La della questione degli stadi di proprietà rimane in ogni caso centrale, sono una conditio sine qua non per il successo nel resto del continente, la questione è articolata. “Non solo abbiamo stadi più vuoti, ma siccome li abbiamo anche più vecchi, non riusciamo a incassare denaro attraverso le attività ancillari che gravitano attorno all’impianto. Si pensi – argomenta Scaroni solo che i ricavi da stadio sommati di Milan e Inter nel 2017/18 e 2018/19, circa 157 milioni sono inferiori a quelli di Chelsea, Tottenham, Arsenal, Liverpool e Manchester United considerati singolarmente”. Numeri da allarme rosso.
Dai diritti tv esteri della Serie A si incassano 200 milioni a stagione, la Premier League, invece, due miliardi all’anno: dieci volte tanto. Anche la Liga spagnola ci batte grazie ai suoi 897 milioni. “Siccome il denaro è il motore dello spettacolo, il confronto è facile: entriamo in un circolo vizioso che porta il nostro calcio a scadere continuamente. Il risultato netto è che il prodotto che offriamo è scarso, senza i Messi e Mbappé, semplicemente perché non possiamo permetterceli. E se continuiamo così, ci allontaneremo sempre di più dall’eccellenza del calcio”.

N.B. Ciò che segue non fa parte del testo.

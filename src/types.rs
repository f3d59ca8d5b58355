//! Evaluation result types: the qualitative rating and the scored result.

use std::fmt;
use std::str::FromStr;

/// Score at which a rating saturates. Scores may exceed it.
pub const MAX_SCORE: f64 = 4.0;

/// Qualitative password rating.
#[derive(Debug, Clone, Copy, PartialEq, Eq, Hash)]
pub enum Rating {
    /// Nothing to evaluate (empty input or cancelled evaluation).
    NotRated,
    /// Forced by the blacklist, regardless of other properties.
    VeryWeak,
    Weak,
    Fair,
    Moderate,
    Strong,
}

impl Rating {
    /// Maps a clamped score to its rating.
    ///
    /// Never yields `NotRated` or `VeryWeak`: those only come from the
    /// evaluator's early returns.
    pub fn from_score(score: f64) -> Self {
        if score >= 4.0 {
            Rating::Strong
        } else if score >= 3.0 {
            Rating::Moderate
        } else if score >= 2.0 {
            Rating::Fair
        } else {
            Rating::Weak
        }
    }

    /// Human readable label.
    pub fn label(self) -> &'static str {
        match self {
            Rating::NotRated => "Not Rated",
            Rating::VeryWeak => "Very Weak",
            Rating::Weak => "Weak",
            Rating::Fair => "Fair",
            Rating::Moderate => "Moderate",
            Rating::Strong => "Strong",
        }
    }

    /// Display color for this rating. See [`crate::color_for`].
    pub fn color(self) -> &'static str {
        match self {
            Rating::Strong => "green",
            Rating::Moderate => "orange",
            Rating::Fair => "yellow",
            Rating::Weak => "red",
            Rating::VeryWeak => "darkred",
            Rating::NotRated => "gray",
        }
    }
}

impl fmt::Display for Rating {
    fn fmt(&self, f: &mut fmt::Formatter<'_>) -> fmt::Result {
        f.write_str(self.label())
    }
}

/// Returned when a string is not one of the rating labels.
#[derive(Debug, Clone, PartialEq, Eq, thiserror::Error)]
#[error("Unknown rating: {0}")]
pub struct UnknownRating(pub String);

impl FromStr for Rating {
    type Err = UnknownRating;

    fn from_str(s: &str) -> Result<Self, Self::Err> {
        match s {
            "Not Rated" => Ok(Rating::NotRated),
            "Very Weak" => Ok(Rating::VeryWeak),
            "Weak" => Ok(Rating::Weak),
            "Fair" => Ok(Rating::Fair),
            "Moderate" => Ok(Rating::Moderate),
            "Strong" => Ok(Rating::Strong),
            other => Err(UnknownRating(other.to_string())),
        }
    }
}

/// Outcome of a single password evaluation.
#[derive(Debug, Clone, PartialEq)]
pub struct ScoreResult {
    pub rating: Rating,
    /// Non-negative, rounded to one decimal.
    pub score: f64,
    /// Messages in the order the checks produced them.
    pub feedback: Vec<String>,
}

impl ScoreResult {
    pub(crate) fn unrated(message: &str) -> Self {
        Self {
            rating: Rating::NotRated,
            score: 0.0,
            feedback: vec![message.to_string()],
        }
    }

    pub fn color(&self) -> &'static str {
        self.rating.color()
    }

    /// Fraction of [`MAX_SCORE`] reached, capped at 1.0.
    pub fn progress(&self) -> f64 {
        (self.score / MAX_SCORE).min(1.0)
    }
}

impl fmt::Display for ScoreResult {
    fn fmt(&self, f: &mut fmt::Formatter<'_>) -> fmt::Result {
        write!(f, "{} (Score: {:.1}/{})", self.rating, self.score, MAX_SCORE)
    }
}
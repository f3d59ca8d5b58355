//! Character classes shared by the scorer and the generator.

pub const LOWERCASE: &[u8] = b"abcdefghijklmnopqrstuvwxyz";
pub const UPPERCASE: &[u8] = b"ABCDEFGHIJKLMNOPQRSTUVWXYZ";
pub const DIGITS: &[u8] = b"0123456789";
pub const SPECIAL: &[u8] = b"!@#$%^&*";

/// Every class, in the order the generator guarantees them.
pub const CLASSES: [&[u8]; 4] = [LOWERCASE, UPPERCASE, DIGITS, SPECIAL];

pub fn is_special(c: char) -> bool {
    c.is_ascii() && SPECIAL.contains(&(c as u8))
}

/// Union of all classes.
pub fn all() -> Vec<u8> {
    CLASSES.iter().flat_map(|class| class.iter().copied()).collect()
}
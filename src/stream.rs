// Copyright 2019 The Grin Developers
// Copyright 2024 The MWC Developers
//
// Licensed under the Apache License, Version 2.0 (the "License");
// you may not use this file except in compliance with the License.
// You may obtain a copy of the License at
//
//     http://www.apache.org/licenses/LICENSE-2.0
//
// Unless required by applicable law or agreed to in writing, software
// distributed under the License is distributed on an "AS IS" BASIS,
// WITHOUT WARRANTIES OR CONDITIONS OF ANY KIND, either express or implied.
// See the License for the specific language governing permissions and
// limitations under the License.

//! The byte-stream bound `MConnection` is generic over: "a TCP socket or
//! equivalent", per the original. Implemented for `TcpStream` for
//! production use and for `UnixStream` so tests can exercise the exact
//! same code path without binding a port.

use std::io::{Read, Write};
use std::net::{Shutdown, TcpStream};

/// A reliable, bidirectional, byte-oriented connection that can be cloned
/// (to hand independent reader/writer handles to the two worker threads)
/// and shut down from any clone.
pub trait DuplexStream: Read + Write + Send + 'static {
	fn try_clone_stream(&self) -> std::io::Result<Self>
	where
		Self: Sized;

	fn shutdown_stream(&self) -> std::io::Result<()>;
}

impl DuplexStream for TcpStream {
	fn try_clone_stream(&self) -> std::io::Result<Self> {
		self.try_clone()
	}

	fn shutdown_stream(&self) -> std::io::Result<()> {
		self.shutdown(Shutdown::Both)
	}
}

#[cfg(unix)]
impl DuplexStream for std::os::unix::net::UnixStream {
	fn try_clone_stream(&self) -> std::io::Result<Self> {
		self.try_clone()
	}

	fn shutdown_stream(&self) -> std::io::Result<()> {
		self.shutdown(Shutdown::Both)
	}
}
#[allow(clippy::too_many_arguments)]
fn sender_loop<S: DuplexStream>(
    conn: &Arc<MConnection<S>>,
    writer: Arc<Mutex<BufWriter<S>>>,
    flush_throttle: Arc<ThrottleTimer>,
    send_wake_rx: Receiver<()>,
    pong_wake_rx: Receiver<()>,
    pong_arrived_rx: Receiver<()>,
    quit_rx: Receiver<()>,
) {
    let flush_rx = flush_throttle.ch.clone();
    let ping_rx = crossbeam_channel::tick(conn.config.ping_interval);
    let stats_rx = crossbeam_channel::tick(UPDATE_STATS_INTERVAL);
    let mut pong_deadline: Option<Instant> = None;

    loop {
        let pong_timeout_rx = match pong_deadline {
            Some(deadline) => after(deadline.saturating_duration_since(Instant::now())),
            None => never(),
        };

        select! {
            recv(flush_rx) -> _ => {
                if let Err(e) = writer.lock().flush() {
                    conn.stop_for_error(Error::Write(e));
                    return;
                }
            }
            recv(stats_rx) -> _ => {
                for ch in conn.channels.iter() {
                    ch.update_stats();
                }
            }
            recv(ping_rx) -> _ => {
                let written = {
                    let mut w = writer.lock();
                    Packet::Ping.encode_to(&mut *w)
                };
                match written {
                    Ok(n) => {
                        conn.send_monitor.update(n);
                        pong_deadline = Some(Instant::now() + conn.config.pong_timeout);
                        if let Err(e) = writer.lock().flush() {
                            conn.stop_for_error(Error::Write(e));
                            return;
                        }
                    }
                    Err(e) => {
                        conn.stop_for_error(Error::Write(e));
                        return;
                    }
                }
            }
            recv(pong_timeout_rx) -> _ => {
                conn.stop_for_error(Error::PongTimeout(conn.config.pong_timeout));
                return;
            }
            recv(pong_arrived_rx) -> _ => {
                pong_deadline = None;
            }
            recv(pong_wake_rx) -> _ => {
                let written = {
                    let mut w = writer.lock();
                    Packet::Pong.encode_to(&mut *w)
                };
                match written {
                    Ok(n) => {
                        conn.send_monitor.update(n);
                        if let Err(e) = writer.lock().flush() {
                            conn.stop_for_error(Error::Write(e));
                            return;
                        }
                    }
                    Err(e) => {
                        conn.stop_for_error(Error::Write(e));
                        return;
                    }
                }
            }
            recv(quit_rx) -> _ => {
                return;
            }
            recv(send_wake_rx) -> _ => {
                match send_some_packet_msgs(
                    &conn.channels,
                    &writer,
                    &conn.send_monitor,
                    &flush_throttle,
                    conn.max_packet_msg_size,
                    conn.config.send_rate,
                ) {
                    Ok(true) => {}
                    Ok(false) => {
                        let _ = conn.send_wake_tx.try_send(());
                    }
                    Err(e) => {
                        conn.stop_for_error(Error::Write(e));
                        return;
                    }
                }
            }
        }
    }
}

“Stiamo discutendo di come vendere i nostri diritti negli Stati uniti, in Cina, Australia, ne parliamo sempre”, dice il presidente del Milan. “È indispensabile avere un’organizzazione per essere lì presenti, ma – aggiunge subito – dobbiamo essere consapevoli, e lo ripeto, che va migliorato il prodotto”.
Nell’intervista al Foglio, Scaroni giustamente non fa sconti a nessuno. “Gli stadi italiani sono circondati da bancarelle gestite da signori che andrebbero multati, perché fanno una cosa illecita. Un altro danno economico per le squadre di calcio.
Il presidente del Milan ribadisce che le società hanno “la necessità di imbastire un’attività capace di stare in piedi: è finita l’epoca dei mecenati. Quel mondo non sarebbe neanche più possibile, con i vincoli del Financial fair play.” Aggiunge poi, “un’attività sta in piedi se c’è uno stadio pieno, se sugli spalti si vedono magliette non contraffatte, se le attività attorno all’impianto hanno possibilità di svilupparsi. Lo spettacolo va al di là dell’ora e mezza di partita, come si vede in Inghilterra”. Discorsi condivisibili al 100% che, tuttavia, in Italia non trovano terreno fertile.